HOW TO COMPLETE THIS TASK:
Check every line below for the string "flat", and copy the lines that contain it.

Collected data:
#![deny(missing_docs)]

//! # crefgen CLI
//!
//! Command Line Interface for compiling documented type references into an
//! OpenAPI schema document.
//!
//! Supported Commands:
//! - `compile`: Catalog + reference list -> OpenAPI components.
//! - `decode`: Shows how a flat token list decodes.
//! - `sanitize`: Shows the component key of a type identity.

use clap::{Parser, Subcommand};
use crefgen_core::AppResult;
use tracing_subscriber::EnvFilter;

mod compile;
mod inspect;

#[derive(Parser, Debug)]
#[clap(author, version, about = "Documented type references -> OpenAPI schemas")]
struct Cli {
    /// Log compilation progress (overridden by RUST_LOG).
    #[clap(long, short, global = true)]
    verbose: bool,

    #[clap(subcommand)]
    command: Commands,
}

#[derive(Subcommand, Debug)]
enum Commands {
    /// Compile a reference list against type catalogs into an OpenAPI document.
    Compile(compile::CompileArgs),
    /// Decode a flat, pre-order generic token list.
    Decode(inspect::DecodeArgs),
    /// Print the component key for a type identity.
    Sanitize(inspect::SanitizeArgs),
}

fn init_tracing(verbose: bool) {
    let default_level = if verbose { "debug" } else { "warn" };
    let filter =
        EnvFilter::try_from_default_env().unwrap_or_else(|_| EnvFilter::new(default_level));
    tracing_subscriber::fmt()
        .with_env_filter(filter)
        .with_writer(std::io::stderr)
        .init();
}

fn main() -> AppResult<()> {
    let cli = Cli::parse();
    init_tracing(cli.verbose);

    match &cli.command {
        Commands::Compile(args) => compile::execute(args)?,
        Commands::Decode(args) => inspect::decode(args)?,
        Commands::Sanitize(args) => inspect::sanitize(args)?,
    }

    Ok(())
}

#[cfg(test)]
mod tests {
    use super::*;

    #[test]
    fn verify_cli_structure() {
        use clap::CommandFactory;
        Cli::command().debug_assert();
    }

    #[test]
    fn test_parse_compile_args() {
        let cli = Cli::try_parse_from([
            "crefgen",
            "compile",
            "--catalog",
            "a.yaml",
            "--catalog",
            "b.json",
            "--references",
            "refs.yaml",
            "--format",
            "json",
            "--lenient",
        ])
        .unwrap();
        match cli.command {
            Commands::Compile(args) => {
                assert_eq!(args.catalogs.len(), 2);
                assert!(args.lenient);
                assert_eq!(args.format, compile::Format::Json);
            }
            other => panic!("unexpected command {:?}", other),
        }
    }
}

COMPLETED EXERCISE:
//! - `decode`: Shows how a flat token list decodes.
    /// Decode a flat, pre-order generic token list.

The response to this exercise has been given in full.